[Photos at the end for the narratively challenged]
This morning, instead of doing more printer tests, I smeared some bronze metallic acrylic paint over the calibration cube from the night before, so I could see the surface texture better. That showed up some under-extrusion in the top layers. Hmm.
I’ve never painted one of my 3D prints before, for some reason. Maybe because I’ve been feeling that it would be ‘cheating’ to do post-processing on the prints. Somehow I was set on the idea that the output of the printer should be the final object, perfect in every way. Which is silly. And typical of the untested assumptions and self-imposed ‘rules’ I seem to pick up without noticing.
Since the world didn’t end when I dared to put paint on my little piece of home-made plastic, I decided to really ‘push the envelope’.
I grabbed a plastic bottle of black student-grade acrylic. Turns out that it has been sitting on my shelf for so long the pigment had separated from the clear binder medium. Never mind. Vigorous shaking of bottle ensues. I pour some out into a small bowl and stir the binder and pigment back together.
Next thing I grab is two human science fiction figures, Prance Vichard and Space Girl, both created by dutchmogul (aka Arian Croft). He designed them as part of a printable science fiction miniatures game, where they were supposed to be 28mm high. That’s the standard size for most metal miniatures used for tabletop roleplaying games and some wargames.
My printer doesn’t have the resolution to make a human look good at that size. And my eyesight and shaky hands couldn’t paint them that small anyway. That’s why I don’t collect those metal miniatures anymore. So I scaled the STL models up in size to where they were more like 140mm tall, like some ‘action figures’ and fan collectibles. That’s a major advantage of a 3D printer right there: rescalable toys.

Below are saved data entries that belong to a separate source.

//! An on-disk backing store, descended from the teacher's
//! `kv::storage::log_cask::LogCask`: a single append-only log plus an
//! in-memory [`KeyDir`] rebuilt by scanning the log on open. Entries are
//! `bincode`-encoded before being appended, since the log format only
//! understands raw byte values.

use std::path::PathBuf;

use serde_derive::{Deserialize, Serialize};

use crate::error::CResult;
use crate::storage::log::{KeyDir, Log};
use crate::storage::{apply_list_options, ListOptions, Status, Storage, StoredEntry};

/// On-disk representation of a [`StoredEntry`]; kept separate so the log
/// format doesn't need to know about `objstore`'s entry shape.
#[derive(Serialize, Deserialize)]
struct Envelope {
    value: Vec<u8>,
    metadata: Option<i64>,
}

impl From<StoredEntry> for Envelope {
    fn from(e: StoredEntry) -> Self {
        Envelope { value: e.value, metadata: e.metadata }
    }
}

impl From<Envelope> for StoredEntry {
    fn from(e: Envelope) -> Self {
        StoredEntry { value: e.value, metadata: e.metadata }
    }
}

pub struct FileStorage {
    log: Log,
    keydir: KeyDir,
}

impl FileStorage {
    /// Opens or creates a file-backed store at `path`, taking an
    /// exclusive lock on it for the lifetime of this handle.
    pub fn create(path: PathBuf) -> CResult<Self> {
        Self::create_with_lock(path, true)
    }

    pub fn create_with_lock(path: PathBuf, try_lock: bool) -> CResult<Self> {
        let mut log = Log::new_with_lock(path, try_lock)?;
        let keydir = log.build_keydir()?;
        Ok(Self { log, keydir })
    }

    pub fn path(&self) -> &std::path::Path {
        &self.log.path
    }
}

impl Storage for FileStorage {
    fn get(&mut self, key: &[u8]) -> CResult<Option<StoredEntry>> {
        let Some((value_pos, value_len)) = self.keydir.get(key).copied() else {
            return Ok(None);
        };
        let bytes = self.log.read_value(value_pos, value_len)?;
        let envelope: Envelope = bincode::deserialize(&bytes)?;
        Ok(Some(envelope.into()))
    }

    fn put(&mut self, key: &[u8], entry: StoredEntry) -> CResult<()> {
        let envelope: Envelope = entry.into();
        let bytes = bincode::serialize(&envelope)?;
        let (pos, len) = self.log.write_entry(key, Some(&bytes))?;
        let value_len = bytes.len() as u32;
        self.keydir.insert(key.to_vec(), (pos + len as u64 - value_len as u64, value_len));
        Ok(())
    }

    fn delete(&mut self, key: &[u8]) -> CResult<bool> {
        let existed = self.keydir.remove(key).is_some();
        if existed {
            self.log.write_entry(key, None)?;
        }
        Ok(existed)
    }

    fn list(&mut self, opts: &ListOptions) -> CResult<Vec<(Vec<u8>, StoredEntry)>> {
        let positions: Vec<_> =
            self.keydir.iter().map(|(k, (pos, len))| (k.clone(), *pos, *len)).collect();
        let mut entries = Vec::with_capacity(positions.len());
        for (key, pos, len) in positions {
            let bytes = self.log.read_value(pos, len)?;
            let envelope: Envelope = bincode::deserialize(&bytes)?;
            entries.push((key, StoredEntry::from(envelope)));
        }
        Ok(apply_list_options(entries, opts))
    }

    fn status(&mut self) -> CResult<Status> {
        let keys = self.keydir.len() as u64;
        let size =
            self.keydir.iter().fold(0, |size, (k, (_, len))| size + k.len() as u64 + *len as u64);
        Ok(Status { name: "file".to_string(), keys, size })
    }
}

impl Drop for FileStorage {
    fn drop(&mut self) {
        if let Err(err) = self.log.file.sync_all() {
            log::error!("failed to flush {}: {err}", self.log.path.display());
        }
    }
}

#[cfg(test)]
mod tests {
    use super::*;

    #[test]
    fn reopen_preserves_state() -> CResult<()> {
        let path = tempfile::tempdir().unwrap().path().join("db");
        let mut s = FileStorage::create(path.clone())?;
        s.put(b"a", StoredEntry::with_metadata(vec![1, 2, 3], 42))?;
        s.put(b"b", StoredEntry::new(vec![]))?;
        s.delete(b"b")?;
        drop(s);

        let mut reopened = FileStorage::create(path)?;
        assert_eq!(
            reopened.get(b"a")?,
            Some(StoredEntry::with_metadata(vec![1, 2, 3], 42))
        );
        assert_eq!(reopened.get(b"b")?, None);
        Ok(())
    }
}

dutchmogul provided the figures in two parts, sliced down the vertical plane between front and back, so you print them horizontally. That gets around the problem of unsupported overhangs like chins. They printed fine. I glued the parts together with some superglue. (I wonder whether acrylic medium would be strong enough, since I know that mixed-media artists sometimes build assemblage art using acrylic medium in place of glue.) Then I put them in a drawer and forgot about them for months. They still seem to be thoroughly glued together, so the glue worked.
I used a cheap, stiff long-bristled paintbrush to apply the black acrylic, scuffing it into the nooks and crannies. The characteristic surface texture of the layers is really obvious under the brush, and working with the layers instead of across them seems to work best for smoothing the coverage out.
While the paint was wet it wicked itself into an effect that looked like a wash – where the pigment collects in the crevices and cracks as if deepening the shadows, leaving the high bits as pale highlights. Once it dried, that effect disappeared and the paint finish looked much better than I expected.
The thin coat of paint makes it much easier to see the surface detail than the translucence of unpainted clear PLA . The satin finish adds some sheen without looking like those old Britains glossy toy soldiers. I think I could really start to like the layered nature of the prints. Very Mechanistic. We’ll see how it works when I try to put some coloured detail over the top.